An elderly couple are spending their time in isolation reading the love letters that they sent to each other almost 70 years ago.

Ken and Rosemary Mills, both 88, have been spending their days reminiscing about their early romance and reading the letters that they sent to each other between 1950 and 1952 whilst Ken was away on national service.

The Puddletown couple, originally from Reading, have been married for 67 years and are enjoying reliving their youth through their own words.

Mr Mills said: “It’s been great fun reading the letters. We each sent two or three letters a week for two years so there are an awful lot of letters to get through.

“They are all dated so we’ve put them in date order and we are following the pattern that they happened in, as if we are still doing it almost 70 years later.”

The couple met on a youth holiday from Reading to Dusseldorf shortly after the Second World War and Ken flirted with Rosemary by throwing toffee papers at her on the train from Reading to Dover.

Mr Mills said: “It was a holiday romance. We found that we had much in common. We played tennis together and went to church together and we just fell in love.”

The couple relied on letters to maintain communication whilst Ken was stationed in Taunton and Rosemary worked at Harwell Laboratory in Oxfordshire.

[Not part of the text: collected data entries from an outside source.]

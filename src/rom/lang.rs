//! The six localisations stored in the ROM and their table locations.

/// Number of language tables in the ROM.
pub const LANGUAGE_COUNT: u32 = 6;

/// Base addresses locating one language's string tables inside the ROM.
///
/// These are fixed properties of the ROM layout, not read from the image.
#[derive(Debug, Clone, Copy, PartialEq, Eq)]
pub struct LanguageSlot {
    /// Start of the language's compressed bit-stream region. Per-string
    /// offsets from the index table are relative to this address.
    pub base_addr: u32,
    /// Table of 4-byte offsets, one per string id.
    pub index_addr: u32,
    /// Base of the trie edge tables (the 0x400 / 0x3FE child lookups).
    pub table_addr: u32,
}

/// A language table in the ROM, in storage order.
#[derive(Debug, Clone, Copy, PartialEq, Eq, Hash)]
pub enum Language {
    English,
    Dutch,
    French,
    German,
    Italian,
    Spanish,
}

impl Language {
    /// All languages in storage order.
    pub const ALL: [Language; LANGUAGE_COUNT as usize] = [
        Language::English,
        Language::Dutch,
        Language::French,
        Language::German,
        Language::Italian,
        Language::Spanish,
    ];

    /// Look up a language by its numeric id (0..=5).
    pub fn from_id(id: u32) -> Option<Language> {
        Self::ALL.get(id as usize).copied()
    }

    /// Lowercase display name, as used for export keys.
    pub fn name(self) -> &'static str {
        match self {
            Language::English => "english",
            Language::Dutch => "dutch",
            Language::French => "french",
            Language::German => "german",
            Language::Italian => "italian",
            Language::Spanish => "spanish",
        }
    }

    /// The table locations for this language.
    pub fn slot(self) -> LanguageSlot {
        match self {
            Language::English => LanguageSlot {
                base_addr: 0x019B_4990,
                index_addr: 0x019B_4B20,
                table_addr: 0x019B_4994,
            },
            Language::Dutch => LanguageSlot {
                base_addr: 0x019D_7784,
                index_addr: 0x019D_7924,
                table_addr: 0x019D_7788,
            },
            Language::French => LanguageSlot {
                base_addr: 0x019F_AF9C,
                index_addr: 0x019F_B154,
                table_addr: 0x019F_AFA0,
            },
            Language::German => LanguageSlot {
                base_addr: 0x01A1_F7E0,
                index_addr: 0x01A1_F98C,
                table_addr: 0x01A1_F7E4,
            },
            Language::Italian => LanguageSlot {
                base_addr: 0x01A4_60A0,
                index_addr: 0x01A4_6254,
                table_addr: 0x01A4_60A4,
            },
            Language::Spanish => LanguageSlot {
                base_addr: 0x01A6_97C0,
                index_addr: 0x01A6_9978,
                table_addr: 0x01A6_97C4,
            },
        }
    }
}
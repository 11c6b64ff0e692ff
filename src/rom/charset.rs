//! Mapping from decoded character codes to display text.

/// The game font's encoding table, indexed by `code - 0x20` for codes
/// 0x20..=0xBB. Plain ASCII up to 0x7A, then the Latin-diacritic and
/// symbol block. Two slots (0xB9, 0xBB) are unassigned in the font.
const ENCODING: [&str; 156] = [
    // ASCII range.
    " ", "!", "\"", "#", "$", "%", "&", "'", "(", ")", "*", "+", ",", "-", ".", "/",
    "0", "1", "2", "3", "4", "5", "6", "7", "8", "9", ":", ";", "<", "=", ">", "?", "@",
    "A", "B", "C", "D", "E", "F", "G", "H", "I", "J", "K", "L", "M", "N", "O", "P", "Q",
    "R", "S", "T", "U", "V", "W", "X", "Y", "Z",
    "[", "\\", "]", "^", "_", "`",
    "a", "b", "c", "d", "e", "f", "g", "h", "i", "j", "k", "l", "m", "n", "o", "p", "q",
    "r", "s", "t", "u", "v", "w", "x", "y", "z",
    // Game-specific extension block.
    "©", "œ", "¡", "¿", "À", "Á", "Â", "Ã", "Ä", "Å", "Æ", "Ç", "È", "É", "Ê", "Ë",
    "Ì", "Í", "Î", "Ï", "Ñ", "Ò", "Ó", "Ô", "Õ", "Ö", "Ø", "Ù", "Ú", "Ü", "ß", "à",
    "á", "â", "ã", "ä", "å", "æ", "ç", "è", "é", "ê", "ë", "ì", "í", "î", "ï", "ñ",
    "ò", "ó", "ô", "õ", "ö", "ø", "ù", "ú", "û", "ü", "º", "ª", "…", "™", "", "®", "",
];

/// Render a sequence of decoded character codes as text.
///
/// 0x0A maps to a newline, codes 0x20..=0xBB go through the font table,
/// and anything else is silently dropped (the terminator 0x00 is never
/// part of the sequence).
pub fn decode(codes: &[u16]) -> String {
    let mut out = String::with_capacity(codes.len());
    for &code in codes {
        match code {
            0x0A => out.push('\n'),
            0x20..=0xBB => out.push_str(ENCODING[usize::from(code) - 0x20]),
            _ => {}
        }
    }
    out
}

Mr Mills said: “In those days we didn’t have phones so we couldn’t ring each other to find out how the other was. That is why we wrote so many letters because we wanted to keep in close contact whilst we were apart.”

Bryony Johnson, Ken and Rosemary’s granddaughter, has always admired her grandparents for their happy and enduring marriage.

Ms Johnson, 30, said: “They are people that I look up to for relationship goals. When they told me they were reading their old love letters I thought it was so sweet. I can picture them sitting on their chairs and giggling over the things they said in their letters.”

While the couple are thrilled to be reading their old letters, they are both saddened that future generations will be unlikely to get to enjoy such a pastime as technology has meant that love letters have become a thing of the past.

Mr Mills said: “The sad thing is that, in years to come, people won’t be able to do what we are doing now. In 50 years time I don’t think older people will be able to reminisce like we are able to do.

“We have kept out love letters since 1950 and our next task will be to go through the photograph albums of the many, many adventure holidays that we went on over the years.

“It’s such a shame people won’t be able to do that in the future.”

Mr Mills added: “The secret of such a long and happy marriage is to be friends as well as lovers. Rosemary and I are best friends.”